Охрипла я не скоро, а вот пальцы сбила в кровь почти сразу. Ощупала саркофаг изнутри — единственная трещинка, через которую просачивался воздух, находилась на боковой стенке. Попробовала ее расширить — не поддается! Попыталась сдвинуть крышку — бесполезно! Во-первых, положение неудобное, а во-вторых, силы мои были исчерпаны предыдущими попытками ее открыть. Мне оставалось только надеяться.
Когда горло перестало издавать даже самые тихие звуки, я сняла ботинок и стала стучать в стену кованым каблуком.
Не знаю, сколько времени это продолжалось.
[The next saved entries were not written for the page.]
impl<'a> DenominatorComputation<'a> {
    /// Set up the computation and materialize the exp-score transpose.
    ///
    /// # Panics
    ///
    /// Panics if the score matrix columns do not match the graph's pdf
    /// count or its rows are not a multiple of `num_sequences`.
    pub fn new(
        opts: &ChainTrainingOptions,
        graph: &'a DenominatorGraph,
        num_sequences: usize,
        x: &Array2<f32>,
    ) -> Self {
        assert_eq!(
            x.ncols(),
            graph.num_pdfs(),
            "score matrix has {} columns, graph has {} pdfs",
            x.ncols(),
            graph.num_pdfs()
        );
        assert!(num_sequences > 0, "num_sequences must be > 0");
        assert_eq!(
            x.nrows() % num_sequences,
            0,
            "score matrix rows {} not a multiple of num_sequences {num_sequences}",
            x.nrows()
        );
        let frames_per_sequence = x.nrows() / num_sequences;
        let n = graph.num_states();
        Self {
            graph,
            num_sequences,
            frames_per_sequence,
            leaky_coefficient: opts.leaky_hmm_coefficient,
            exp_x_t: x.t().mapv(f32::exp),
            alpha: Array3::zeros((frames_per_sequence + 1, num_sequences, n)),
            scale: Array2::ones((frames_per_sequence + 1, num_sequences)),
            tot_prob: Array1::zeros(num_sequences),
            log_z: 0.0,
            forward_ok: false,
            forward_done: false,
        }
    }

    /// Forward pass. Returns `(log Z_den summed over sequences, ok)`;
    /// `ok` is false on underflow or non-finite alpha sums.
    pub fn forward(&mut self) -> (f32, bool) {
        let graph = self.graph;
        let s_count = self.num_sequences;
        let t_count = self.frames_per_sequence;
        let n = graph.num_states();
        let init = graph.initial_probs();
        let kappa = self.leaky_coefficient;
        let mut ok = true;

        for s in 0..s_count {
            for i in 0..n {
                self.alpha[[0, s, i]] = init[i];
            }
        }

        let mut next = vec![0.0f32; n];
        for t in 1..=t_count {
            for s in 0..s_count {
                let col = (t - 1) * s_count + s;
                for (j, slot) in next.iter_mut().enumerate() {
                    let mut sum = 0.0f32;
                    for tr in graph.arcs_into(j) {
                        sum += self.alpha[[t - 1, s, tr.state as usize]]
                            * tr.prob
                            * self.exp_x_t[[tr.pdf as usize, col]];
                    }
                    *slot = sum;
                }
                let tot: f32 = next.iter().zip(init.iter()).map(|(a, i)| a * i).sum();
                let mut row_sum = 0.0f32;
                for (j, slot) in next.iter_mut().enumerate() {
                    *slot = (1.0 - kappa) * *slot + kappa * tot * init[j];
                    row_sum += *slot;
                }
                if !(row_sum > 0.0 && row_sum.is_finite()) {
                    ok = false;
                    self.scale[[t, s]] = 1.0;
                    continue;
                }
                let c = 1.0 / row_sum;
                self.scale[[t, s]] = c;
                for (j, slot) in next.iter().enumerate() {
                    self.alpha[[t, s, j]] = slot * c;
                }
            }
        }

        let mut log_z = 0.0f64;
        for s in 0..s_count {
            let tot: f32 = (0..n).map(|j| self.alpha[[t_count, s, j]] * init[j]).sum();
            self.tot_prob[s] = tot;
            let mut log_z_s = f64::from(tot.max(0.0).ln());
            for t in 1..=t_count {
                log_z_s -= f64::from(self.scale[[t, s]].ln());
            }
            if !log_z_s.is_finite() {
                ok = false;
            }
            log_z += log_z_s;
        }

        self.log_z = log_z;
        self.forward_ok = ok;
        self.forward_done = true;
        (log_z as f32, ok)
    }

    /// Backward pass. Accumulates
    /// `deriv_weight * d(log Z_den)/dX` into `deriv` (the driver passes
    /// `-weight`), using a rolling two-frame beta. Returns false when
    /// the forward pass failed or the alpha/beta self-consistency check
    /// does not hold.
    pub fn backward(&mut self, deriv_weight: f32, deriv: &mut Array2<f32>) -> bool {
        assert!(self.forward_done, "backward called before forward");
        assert_eq!(
            deriv.dim(),
            (self.frames_per_sequence * self.num_sequences, self.graph.num_pdfs()),
            "derivative buffer shape mismatch"
        );
        if !self.forward_ok {
            return false;
        }

        let graph = self.graph;
        let s_count = self.num_sequences;
        let t_count = self.frames_per_sequence;
        let n = graph.num_states();
        let init = graph.initial_probs();
        let kappa = self.leaky_coefficient;

        // Stored beta is the pre-leaky ("dash") quantity; the leaky
        // transform is applied to frame t+1 before propagating arcs at
        // frame t, the exact adjoint of the forward order.
        let mut beta_dash = Array2::<f32>::zeros((s_count, n));
        let mut beta_dash_prev = Array2::<f32>::zeros((s_count, n));
        let mut beta = vec![0.0f32; n];
        for s in 0..s_count {
            if !(self.tot_prob[s] > 0.0) {
                return false;
            }
            let head = self.scale[[t_count, s]] / self.tot_prob[s];
            for i in 0..n {
                beta_dash[[s, i]] = init[i] * head;
            }
        }

        for t in (0..t_count).rev() {
            for s in 0..s_count {
                let col = t * s_count + s;
                let tot: f32 = (0..n).map(|j| beta_dash[[s, j]] * init[j]).sum();
                for (j, slot) in beta.iter_mut().enumerate() {
                    *slot = (1.0 - kappa) * beta_dash[[s, j]] + kappa * tot * init[j];
                }
                let c = self.scale[[t, s]];
                for i in 0..n {
                    let a = self.alpha[[t, s, i]];
                    let mut sum = 0.0f32;
                    for tr in graph.arcs_from(i) {
                        let term = tr.prob
                            * self.exp_x_t[[tr.pdf as usize, col]]
                            * beta[tr.state as usize];
                        sum += term;
                        deriv[[col, tr.pdf as usize]] += deriv_weight * a * term;
                    }
                    beta_dash_prev[[s, i]] = sum * c;
                }
            }
            std::mem::swap(&mut beta_dash, &mut beta_dash_prev);
        }

        // At frame 0 the product sum_j alpha(0,j) * beta_dash(0,j)
        // equals one per sequence when the recursions agree.
        let mut error = 0.0f64;
        for s in 0..s_count {
            let tot: f32 = (0..n).map(|j| self.alpha[[0, s, j]] * beta_dash[[s, j]]).sum();
            if !(tot > 0.0 && tot.is_finite()) {
                warn!(sequence = s, total = tot, "denominator alpha/beta product invalid");
                return false;
            }
            error += f64::from(tot.ln());
        }
        let tolerance = ALPHA_BETA_CHECK_TOLERANCE * (self.log_z.abs() as f32).max(1.0);
        if error.abs() as f32 > tolerance {
            warn!(
                error,
                tolerance, "denominator alpha/beta consistency check failed"
            );
            return false;
        }
        true
    }

    pub(crate) fn geometry(&self) -> (usize, usize) {
        (self.frames_per_sequence, self.num_sequences)
    }

    #[cfg(test)]
    pub(crate) fn alpha(&self) -> &Array3<f32> {
        &self.alpha
    }
}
Мне показалось — вечность. Я старалась не думать, что находится подо мной, старалась поменьше шевелиться, пореже дышать. Голову держала приподнятой, упираясь ею в стенку, отчего шея затекла и окаменела. Из глаз текли злые слезы, но я их не вытирала, боясь потерять опору или ботинок. Мысли лезли дурацкие: об ореховом мороженом, об испорченных рукавах любимой курточки, о том, как я проведу предстоящее лето… Глупо, но мне казалось, что о том, как выбраться из кошмарного заточения, я еще успею подумать.